That rare treble is victory in the Giro d’Italia, Tour de France, and world championship in the same season.
Only two elite male riders have pulled it off. Eddy Merckx first accomplished the feat in 1974. Stephen Roche made an even more unlikely entry in 1987.
“Often times a Tour rider isn’t a great sprinter. Or if they’re a decent sprinter, they’re not climbing with the best to win a grand tour,” Roche said. “And in many worlds courses because they’re circuits, a true grand tour winner will have difficulty having a chance against the pure sprinters. Everything has to go just perfect.”
Since then, only a few riders have come close, with Indurain winning the Giro and Tour in 1992 and 1993 to build two of the three legs. In the 1992 worlds, he was sixth, and none other than Lance Armstrong beat him in 1993 when the Spanish star finished second.
Annemiek van Vleuten equaled the mark in 2022 in women’s racing, with wins at the Giro Rosa, the inaugural Tour de France Femmes, and the road title in Wollongong. In fact, she surpassed it, winning the Ceratizit Challenge by La Vuelta as well, creating her own one-member “Van Vleuten club.”
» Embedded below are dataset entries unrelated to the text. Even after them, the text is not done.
//! Trade List Store
//!
//! Persisted MetaDEx activity: one record per placed order and one per
//! matched trade, keyed so recent blocks enumerate first and reorg deletion
//! is a prefix walk.

use serde::{Deserialize, Serialize};

use lib_store::{keys, StoreError, Table, WriteBatch};

use crate::types::{Address, Amount, BlockHeight, PropertyId, TxHash};

const PREFIX_ORDER: u8 = b'o';
const PREFIX_MATCH: u8 = b'm';

/// A placed order.
#[derive(Debug, Clone, PartialEq, Eq, Serialize, Deserialize)]
pub struct OrderRecord {
    pub address: Address,
    pub property_for_sale: PropertyId,
    pub property_desired: PropertyId,
    pub block: BlockHeight,
    pub idx: u32,
}

/// A matched trade between two orders.
#[derive(Debug, Clone, PartialEq, Eq, Serialize, Deserialize)]
pub struct MatchRecord {
    /// Units received by the maker.
    pub amount_maker: Amount,
    /// Units received by the taker (after the fee).
    pub amount_taker: Amount,
    /// Taker fee accrued to the fee cache.
    pub fee: Amount,
}

/// The trade-list store.
pub struct TradeList {
    table: Table,
}

impl TradeList {
    pub fn open(table: Table) -> Self {
        TradeList { table }
    }

    fn order_key(txid: &TxHash) -> Vec<u8> {
        let mut key = vec![PREFIX_ORDER];
        key.extend_from_slice(txid.as_bytes());
        key
    }

    fn match_key(block: BlockHeight, maker: &TxHash, taker: &TxHash) -> Vec<u8> {
        let mut key = vec![PREFIX_MATCH];
        key.extend_from_slice(&keys::be_u32_desc(block));
        key.extend_from_slice(maker.as_bytes());
        key.extend_from_slice(taker.as_bytes());
        key
    }

    pub fn record_order(&self, txid: &TxHash, record: &OrderRecord) -> Result<(), StoreError> {
        self.table.put_value(&Self::order_key(txid), record)
    }

    pub fn order(&self, txid: &TxHash) -> Result<Option<OrderRecord>, StoreError> {
        self.table.get_value(&Self::order_key(txid))
    }

    pub fn record_match(
        &self,
        block: BlockHeight,
        maker: &TxHash,
        taker: &TxHash,
        record: &MatchRecord,
    ) -> Result<(), StoreError> {
        self.table
            .put_value(&Self::match_key(block, maker, taker), record)
    }

    /// Matches recorded in one block as (maker, taker, record).
    pub fn matches_in_block(
        &self,
        block: BlockHeight,
    ) -> Result<Vec<(TxHash, TxHash, MatchRecord)>, StoreError> {
        let mut prefix = vec![PREFIX_MATCH];
        prefix.extend_from_slice(&keys::be_u32_desc(block));
        let mut matches = Vec::new();
        for entry in self.table.scan_prefix(&prefix) {
            let (key, value) = entry?;
            if key.len() != 1 + 4 + 32 + 32 {
                continue;
            }
            let mut maker = [0u8; 32];
            let mut taker = [0u8; 32];
            maker.copy_from_slice(&key[5..37]);
            taker.copy_from_slice(&key[37..69]);
            matches.push((
                TxHash::new(maker),
                TxHash::new(taker),
                lib_store::from_value(&value)?,
            ));
        }
        Ok(matches)
    }

    /// Delete orders and matches recorded at height ≥ `block`.
    pub fn delete_above(&self, block: BlockHeight) -> Result<(), StoreError> {
        let mut batch = WriteBatch::new();
        for entry in self.table.scan_prefix(&[PREFIX_MATCH]) {
            let (key, _) = entry?;
            let entry_block = keys::read_be_u32_desc(&key, 1).unwrap_or(0);
            if entry_block < block {
                break;
            }
            batch.delete(&key);
        }
        for entry in self.table.scan_prefix(&[PREFIX_ORDER]) {
            let (key, value) = entry?;
            let record: OrderRecord = lib_store::from_value(&value)?;
            if record.block >= block {
                batch.delete(&key);
            }
        }
        self.table.apply(batch)?;
        Ok(())
    }

    pub fn clear(&self) -> Result<(), StoreError> {
        self.table.clear()
    }
}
Scheduling counts, and that’s why 2023 could provide a chance for someone to pull it off.
Since the road worlds were moved to mid-October and now late September, conventional wisdom says that’s simply too late for someone to rebuild form.
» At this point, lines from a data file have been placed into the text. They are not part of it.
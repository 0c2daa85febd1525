//! Payload Location and Extraction
//!
//! The classifier picks the encoding class of a host transaction: Class C
//! (data-only output with the protocol marker) is preferred; Class B (bare
//! multisig packets) is the fallback; everything else is not a protocol
//! transaction.
//!
//! The marker cache tracks mempool transactions whose marker was detected,
//! so pending protocol transactions can be surfaced before confirmation.

pub mod class_b;
pub mod class_c;

use std::collections::HashSet;

use crate::host::{HostTransaction, Script};
use crate::types::{Address, TxHash};

/// How a payload was embedded.
#[derive(Debug, Clone, Copy, PartialEq, Eq)]
pub enum EncodingClass {
    ClassB,
    ClassC,
}

/// A located payload.
#[derive(Debug, Clone, PartialEq, Eq)]
pub struct ExtractedPayload {
    pub class: EncodingClass,
    pub payload: Vec<u8>,
    /// Index of the (first) payload-carrying output.
    pub payload_output: u32,
}

/// Extract the payload from a host transaction, Class C first.
///
/// `sender` drives the Class-B deobfuscation and must already be resolved.
/// Returns `None` for transactions that carry no coherent payload; those are
/// simply not protocol transactions.
pub fn extract_payload(tx: &HostTransaction, sender: &Address) -> Option<ExtractedPayload> {
    if let Some((payload, payload_output)) = class_c::extract(tx) {
        return Some(ExtractedPayload {
            class: EncodingClass::ClassC,
            payload,
            payload_output,
        });
    }
    if let Some((payload, payload_output)) = class_b::extract(tx, sender) {
        return Some(ExtractedPayload {
            class: EncodingClass::ClassB,
            payload,
            payload_output,
        });
    }
    None
}

/// Cheap pre-check, usable without a resolved sender: does the transaction
/// look like it might carry a payload at all?
pub fn has_payload_marker(tx: &HostTransaction) -> bool {
    tx.outputs.iter().any(|output| match &output.script {
        Script::NullData(data) => data.starts_with(&class_c::MARKER),
        Script::Multisig { .. } => true,
        _ => false,
    })
}

// =============================================================================
// MARKER CACHE
// =============================================================================

/// Tx-ids of pending (mempool) transactions carrying the payload marker.
#[derive(Debug, Default)]
pub struct MarkerCache {
    txids: HashSet<TxHash>,
}

impl MarkerCache {
    pub fn new() -> Self {
        Self::default()
    }

    /// On mempool add: remember the tx when the marker is detected.
    pub fn try_add(&mut self, tx: &HostTransaction) {
        if has_payload_marker(tx) {
            self.txids.insert(tx.txid);
        }
    }

    /// On mempool removal or block inclusion.
    pub fn remove(&mut self, txid: &TxHash) {
        self.txids.remove(txid);
    }

    pub fn contains(&self, txid: &TxHash) -> bool {
        self.txids.contains(txid)
    }

    pub fn len(&self) -> usize {
        self.txids.len()
    }

    pub fn is_empty(&self) -> bool {
        self.txids.is_empty()
    }

    pub fn clear(&mut self) {
        self.txids.clear();
    }
}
A worlds scheduled in August could mean someone could carry winning form from the Giro, through the Tour, and stagger into the road race with just enough gas in the legs to try for the treble.
Roche said a summertime worlds is the most realistic for a run at the treble.
“Some say they want more time for recovery, others say the season is over after the Tour, and you cannot keep that intense training up for the worlds again in the fall,” Roche said. “Before the worlds were in August. Now they’re in late September or October. Those extra few weeks make a difference.”
Of course, first you have to win the Giro and the Tour — something that hasn’t been done since Marco Pantani in 1998 — before arriving to the worlds.
That’s the hardest part of the puzzle.
Indurain came close in 1993. After winning the Giro and Tour that season, he was a favorite for the stripes. A largely unknown Texan would have something to say about that.
“Indurain would have won in 1993, but Lance got away in that one and kept Miguel from winning the worlds,” Roche said before joking, “That stopped Miguel, so thank you, Lance.
“Indurain would have been a deserving triple crown member.”
Each treble tells a different story
Each treble unfolds like a miracle story.
In 1974, Merckx was coming off a spring campaign without a “monument” victory to claim a Giro riddled with injury. In fact, 1974 would be the Cannibal’s high-water mark, winning a fifth Giro and Tour, respectively, and then delivering cycling’s first “triple crown” with his third and final rainbow jersey in Montréal. He never won another grand tour.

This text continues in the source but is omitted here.